Meinung Kennen Sie Interrail? Falls ja, tut uns das leid. Abhilfe könnten ausgerechnet Volker Wissing und Emmanuel Macron liefern. Und das alles zum Preis des Deutschland-Tickets
Nur noch 20 Stunden bis Paris
Nur noch 20 Stunden bis Paris

Foto: Imago/Mollenhauer

Die Vorstellung, in einen Zug zu steigen und später in einem anderen Land, am besten am Meer oder in einer unbekannten Metropole, wieder auszusteigen, ist seit dem frühen Interrail und der Reiselust der 68er-Jugend tief in den deutschen Köpfen verankert. 50 Jahre später bewahrheitet sich dieses Bild nur selten: Viele Strecken können nur über mehrere Anbieter gebucht werden, die Tickets sind oft teuer oder restlos ausverkauft.

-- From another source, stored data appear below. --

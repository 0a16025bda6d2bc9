//! 播放器配置

use std::fs;
use std::path::{Path, PathBuf};
use std::time::Duration;

use serde::{Deserialize, Serialize};

/// 配置加载错误
#[derive(thiserror::Error, Debug)]
pub enum ConfigError {
    #[error("IO error: {0}")]
    Io(#[from] std::io::Error),
    #[error("Invalid config: {0}")]
    Json(#[from] serde_json::Error),
}

/// 播放器配置
#[derive(Debug, Clone, PartialEq, Serialize, Deserialize)]
#[serde(default)]
pub struct PlayerConfig {
    /// 外部解码程序（ffmpeg 兼容的命令行）
    pub decoder_program: PathBuf,
    /// `thread_play` 的轮询间隔
    pub poll_interval_ms: u64,
    /// 每次从解码输出拉取的帧数
    pub period_frames: usize,
    /// 解码线程与音频回调之间的缓冲块数
    pub queue_depth: usize,
    pub initial_volume: f32,
    pub loop_enabled: bool,
}

impl Default for PlayerConfig {
    fn default() -> Self {
        Self {
            decoder_program: PathBuf::from("ffmpeg"),
            poll_interval_ms: 10,
            period_frames: 1024,
            queue_depth: 8,
            initial_volume: 1.0,
            loop_enabled: false,
        }
    }
}

impl PlayerConfig {
    /// 从 JSON 文件加载，缺失的字段使用默认值
    pub fn load(path: &Path) -> Result<Self, ConfigError> {
        let text = fs::read_to_string(path)?;
        Ok(serde_json::from_str(&text)?)
    }

    pub fn poll_interval(&self) -> Duration {
        Duration::from_millis(self.poll_interval_ms.max(1))
    }
}
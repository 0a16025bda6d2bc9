//! 播放位置时钟
//!
//! 只依赖挂钟参考点计算已播放时间，不向解码器或设备查询。

use std::time::{Duration, Instant};

use crate::PlaybackState;

/// 基于挂钟的位置时钟
///
/// `offset_ms` 是当前这一段播放的起点（跳转/重启时的位置），
/// 暂停期间的时长通过推进 `start_ref` 排除。
#[derive(Debug, Clone)]
pub struct PositionClock {
    start_ref: Instant,
    pause_ref: Instant,
    offset_ms: u64,
    cached_ms: u64,
}

impl PositionClock {
    pub fn new(now: Instant) -> Self {
        Self {
            start_ref: now,
            pause_ref: now,
            offset_ms: 0,
            cached_ms: 0,
        }
    }

    /// 从 `position_ms` 处开始计时
    pub fn start_at(&mut self, now: Instant, position_ms: u64) {
        self.start_ref = now;
        self.pause_ref = now;
        self.offset_ms = position_ms;
        self.cached_ms = position_ms;
    }

    /// 记录暂停时刻，暂停期间的位置冻结在此刻
    pub fn pause(&mut self, now: Instant) {
        self.pause_ref = now.max(self.start_ref);
        self.cached_ms = self.offset_ms + millis(self.pause_ref - self.start_ref);
    }

    /// 从暂停恢复：起点后移暂停的时长
    pub fn resume(&mut self, now: Instant) {
        self.start_ref += now.saturating_duration_since(self.pause_ref);
    }

    /// 停止状态下报告的位置
    pub fn freeze(&mut self, position_ms: u64) {
        self.offset_ms = position_ms;
        self.cached_ms = position_ms;
    }

    pub fn reset(&mut self) {
        self.freeze(0);
    }

    pub fn elapsed_ms(&self, state: PlaybackState, now: Instant) -> u64 {
        match state {
            PlaybackState::Paused => self.offset_ms + millis(self.pause_ref - self.start_ref),
            PlaybackState::Playing => {
                self.offset_ms + millis(now.saturating_duration_since(self.start_ref))
            }
            PlaybackState::Stopped => self.cached_ms,
        }
    }
}

fn millis(d: Duration) -> u64 {
    d.as_millis() as u64
}
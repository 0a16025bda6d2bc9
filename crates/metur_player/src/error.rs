//! 播放错误

use std::path::PathBuf;

/// 传输层错误
///
/// 这些错误都在引擎内部恢复：会话回到 `Stopped`，失败尝试的资源被释放，
/// 错误只写日志，不会穿过命令方法返回给 UI。
#[derive(thiserror::Error, Debug)]
pub enum PlayerError {
    #[error("Media unreadable: {}: {reason}", path.display())]
    MediaUnreadable { path: PathBuf, reason: String },
    #[error("Decoder failed to start: {0}")]
    DecodeSpawnFailure(String),
    #[error("Audio device unavailable: {0}")]
    DeviceOpenFailure(String),
}

impl PlayerError {
    pub(crate) fn unreadable(path: &std::path::Path, reason: impl ToString) -> Self {
        PlayerError::MediaUnreadable {
            path: path.to_path_buf(),
            reason: reason.to_string(),
        }
    }
}
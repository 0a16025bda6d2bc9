//! metur-cli - 命令行播放器
//!
//! 播放一个文件，在终端显示进度，并从标准输入读取控制命令。

use std::io::{self, BufRead, Write};
use std::path::PathBuf;
use std::thread;

use env_logger::Env;
use metur_player::{Player, PlayerCommand, PlayerConfig};

const COMMANDS_HELP: &str = "\
Commands:
  p              toggle play/pause
  play | pause   explicit transport
  s              stop
  seek <secs>    jump to position (whole seconds are decoded)
  + | -          volume up/down by 0.1
  vol <0..1>     set volume
  loop on|off    toggle looping
  load <path>    play another file
  q              quit";

fn main() {
    env_logger::Builder::from_env(Env::default().default_filter_or("warn")).init();

    let args: Vec<String> = std::env::args().collect();

    if args.len() < 2 {
        eprintln!("Usage:");
        eprintln!(
            "  {} <audio file> [--loop] [--volume <0..1>] [--config <file.json>] [--ffmpeg <path>]",
            args[0]
        );
        std::process::exit(1);
    }

    let options = match parse_args(&args[1..]) {
        Ok(options) => options,
        Err(msg) => {
            eprintln!("{}", msg);
            std::process::exit(1);
        }
    };
    let media = options.media;

    let mut config = match options.config_path {
        Some(path) => match PlayerConfig::load(&path) {
            Ok(c) => c,
            Err(e) => {
                eprintln!("Failed to load {}: {}", path.display(), e);
                std::process::exit(2);
            }
        },
        None => PlayerConfig::default(),
    };
    if let Some(program) = options.ffmpeg {
        config.decoder_program = program;
    }
    if let Some(v) = options.volume {
        config.initial_volume = v;
    }
    config.loop_enabled |= options.looping;

    let player = Player::new(config);
    player.set_media(&media);

    let monitor = {
        let player = player.clone();
        thread::spawn(move || {
            player.thread_play(|duration, position| {
                let percent = if duration == 0 {
                    0.0
                } else {
                    position as f64 / duration as f64 * 100.0
                };
                print!(
                    "\r{} / {} ({:5.1}%) ",
                    format_time(position),
                    format_time(duration),
                    percent
                );
                let _ = io::stdout().flush();
            });
        })
    };

    println!("Playing {}", media.display());
    println!("{}", COMMANDS_HELP);

    let stdin = io::stdin();
    for line in stdin.lock().lines() {
        let Ok(line) = line else { break };
        if line.trim().is_empty() {
            continue;
        }
        match parse_command(&line, player.get_volume()) {
            Some(cmd) => {
                if !player.dispatch(cmd) {
                    break;
                }
            }
            None => eprintln!("Unknown command: {}", line.trim()),
        }
    }

    player.signal_stop();
    if monitor.join().is_err() {
        log::error!("Position monitor panicked");
    }
    println!();
}

/// 命令行选项
#[derive(Debug, PartialEq)]
struct CliOptions {
    media: PathBuf,
    config_path: Option<PathBuf>,
    volume: Option<f32>,
    ffmpeg: Option<PathBuf>,
    looping: bool,
}

fn parse_args(args: &[String]) -> Result<CliOptions, String> {
    let mut media: Option<PathBuf> = None;
    let mut config_path: Option<PathBuf> = None;
    let mut volume: Option<f32> = None;
    let mut ffmpeg: Option<PathBuf> = None;
    let mut looping = false;

    let mut rest = args.iter();
    while let Some(arg) = rest.next() {
        match arg.as_str() {
            "--loop" => looping = true,
            "--volume" => match rest.next().map(|v| v.parse::<f32>()) {
                Some(Ok(v)) => volume = Some(v),
                _ => return Err("--volume needs a number between 0 and 1".into()),
            },
            "--config" => config_path = rest.next().map(PathBuf::from),
            "--ffmpeg" => ffmpeg = rest.next().map(PathBuf::from),
            other if other.starts_with("--") => return Err(format!("Unknown option: {}", other)),
            other => media = Some(PathBuf::from(other)),
        }
    }

    let media = media.ok_or_else(|| "No audio file given".to_string())?;
    Ok(CliOptions {
        media,
        config_path,
        volume,
        ffmpeg,
        looping,
    })
}

/// 把一行输入解析为播放命令
fn parse_command(line: &str, current_volume: f32) -> Option<PlayerCommand> {
    let mut words = line.split_whitespace();
    let cmd = match (words.next()?, words.next()) {
        ("p", None) => PlayerCommand::Toggle,
        ("play", None) => PlayerCommand::Play,
        ("pause", None) => PlayerCommand::Pause,
        ("s" | "stop", None) => PlayerCommand::Stop,
        ("q" | "quit", None) => PlayerCommand::Shutdown,
        ("+", None) => PlayerCommand::SetVolume(current_volume + 0.1),
        ("-", None) => PlayerCommand::SetVolume(current_volume - 0.1),
        ("vol", Some(v)) => PlayerCommand::SetVolume(v.parse().ok()?),
        ("seek", Some(secs)) => {
            let secs: f64 = secs.parse().ok()?;
            if secs < 0.0 {
                return None;
            }
            PlayerCommand::Seek((secs * 1000.0) as u64)
        }
        ("loop", Some("on")) => PlayerCommand::SetLoop(true),
        ("loop", Some("off")) => PlayerCommand::SetLoop(false),
        ("load", Some(_)) => {
            let path = line.trim_start().strip_prefix("load")?.trim();
            PlayerCommand::Load(PathBuf::from(path))
        }
        _ => return None,
    };
    Some(cmd)
}

/// mm:ss，超过一小时时为 h:mm:ss
fn format_time(ms: u64) -> String {
    let total = ms / 1000;
    let (h, m, s) = (total / 3600, total / 60 % 60, total % 60);
    if h > 0 {
        format!("{}:{:02}:{:02}", h, m, s)
    } else {
        format!("{:02}:{:02}", m, s)
    }
}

Das einfach Ein- und Aussteigen wird unmöglich. In solchen Situationen drängt sich die Vorstellung eines Europa-Tickets auf, ein Ticket für alle überallhin! Was es für Deutschland mit dem 49-Euro Ticket zumindest teilweise schon gibt, würde auch im europäischen Kontext funktionieren.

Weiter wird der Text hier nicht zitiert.